In vitro cell culture of Charybdis congesta for enhanced production of secondary metabolites: Proscillaridin A, Scillaren A and Scilliroside

Callus cultures of Charybdis congesta were initiated in vitro and the effect of growth regulators was tested on callus growth and secondary metabolite production. Among several standard media formulated for use in the present study, MS and B5 were found to be potentially active and facilitated the calculation of callus induction frequency (CIF).
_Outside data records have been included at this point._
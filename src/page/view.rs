//! Filtered/sorted views over a cached row set: page slicing, unique-value
//! lookup and CSV encoding.

use super::{row_matches, sort_rows, FilterMap, SortSpec, ValueCount};
use crate::db::{column_index, ColumnInfo, Row};
use crate::error::{PagerError, Result};
use std::collections::HashMap;

/// Applies filters and sort to a row set, returning the surviving rows in
/// display order.
///
/// Fails with a validation error when a filter or sort column does not exist.
/// Without a sort spec, materialization order is preserved.
pub fn apply_view(
    columns: &[ColumnInfo],
    rows: &[Row],
    filters: &FilterMap,
    sort: Option<&SortSpec>,
) -> Result<Vec<Row>> {
    for column in filters.keys() {
        if column_index(columns, column).is_none() {
            return Err(PagerError::validation(format!(
                "unknown filter column '{column}'"
            )));
        }
    }

    let mut view: Vec<Row> = rows
        .iter()
        .filter(|row| row_matches(columns, row, filters))
        .cloned()
        .collect();

    if let Some(spec) = sort {
        let idx = column_index(columns, &spec.column).ok_or_else(|| {
            PagerError::validation(format!("unknown sort column '{}'", spec.column))
        })?;
        sort_rows(&mut view, idx, spec.direction);
    }

    Ok(view)
}

/// Slices one page out of a view. Page numbers are 1-based; a page past the
/// end is empty.
pub fn paginate(rows: &[Row], page: usize, page_size: usize) -> Vec<Row> {
    let start = page.saturating_sub(1).saturating_mul(page_size);
    if start >= rows.len() {
        return Vec::new();
    }
    let end = (start + page_size).min(rows.len());
    rows[start..end].to_vec()
}

/// Returns the distinct stringified values of `column` with occurrence
/// counts, honoring the filters on *other* columns only.
///
/// Excluding the target column's own filter lets a filter UI offer values the
/// user could widen back out to. Values sort numerically when every distinct
/// value parses as a number, else lexicographically.
pub fn unique_values(
    columns: &[ColumnInfo],
    rows: &[Row],
    column: &str,
    filters: &FilterMap,
) -> Result<Vec<ValueCount>> {
    let target_idx = column_index(columns, column)
        .ok_or_else(|| PagerError::validation(format!("unknown column '{column}'")))?;

    let mut other_filters = filters.clone();
    other_filters.remove(column);

    let mut counts: HashMap<String, usize> = HashMap::new();
    for row in rows {
        if row_matches(columns, row, &other_filters) {
            let cell = row
                .get(target_idx)
                .map(|v| v.to_display_string())
                .unwrap_or_default();
            *counts.entry(cell).or_insert(0) += 1;
        }
    }

    let mut values: Vec<ValueCount> = counts
        .into_iter()
        .map(|(value, count)| ValueCount { value, count })
        .collect();

    let all_numeric = !values.is_empty() && values.iter().all(|v| v.value.parse::<f64>().is_ok());
    if all_numeric {
        values.sort_by(|a, b| {
            let na: f64 = a.value.parse().unwrap_or(f64::MAX);
            let nb: f64 = b.value.parse().unwrap_or(f64::MAX);
            na.partial_cmp(&nb).unwrap_or(std::cmp::Ordering::Equal)
        });
    } else {
        values.sort_by(|a, b| a.value.cmp(&b.value));
    }

    Ok(values)
}

/// Encodes a view as CSV: header row of column names, then every row's
/// stringified cells.
pub fn write_csv(columns: &[ColumnInfo], rows: &[Row]) -> Result<Vec<u8>> {
    let mut writer = csv::Writer::from_writer(Vec::new());

    let header: Vec<&str> = columns.iter().map(|c| c.name.as_str()).collect();
    writer
        .write_record(&header)
        .map_err(|e| PagerError::internal(format!("csv write failed: {e}")))?;

    for row in rows {
        let record: Vec<String> = row.iter().map(|v| v.to_display_string()).collect();
        writer
            .write_record(&record)
            .map_err(|e| PagerError::internal(format!("csv write failed: {e}")))?;
    }

    writer
        .into_inner()
        .map_err(|e| PagerError::internal(format!("csv flush failed: {e}")))
}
The CIF was higher in both MS (70%) and B5 (63%) media supplemented with 1-naphthalene acetic acid (NAA) (9.0 mu M) and benzyl ammo purine (BAP) (0.9 mu M). However, with indole-3-butyric acid (IBA) (9.0 mu M) and BAP (0.8 mu M), less amount (22.6%) of CIF was observed in MS medium but no callus formation was noticed in B5 medium. Rapid high performance thin layer chromatography (HPTLC) screening of callus extracts revealed that the callus established in MS medium supplemented with 4.5 mu M NAA and 0.46 mu M BAP produced the highest yield of Proscillaridin A (4.51 mg/g DW), Scilliroside (3.3 mg/g DW), Scillaren A (2.35 mg/g DW) and desacetylscilliroside (8.62 mg/g DW), which was higher than from the intact plants. The results obtained indicate that the in vitro cultures of C. congesta might be an excellent source of secondary metabolites and further metabolic profiling may provide insights into up scaling of the compounds which lead to greater commercial interest and continuous supply of cultures.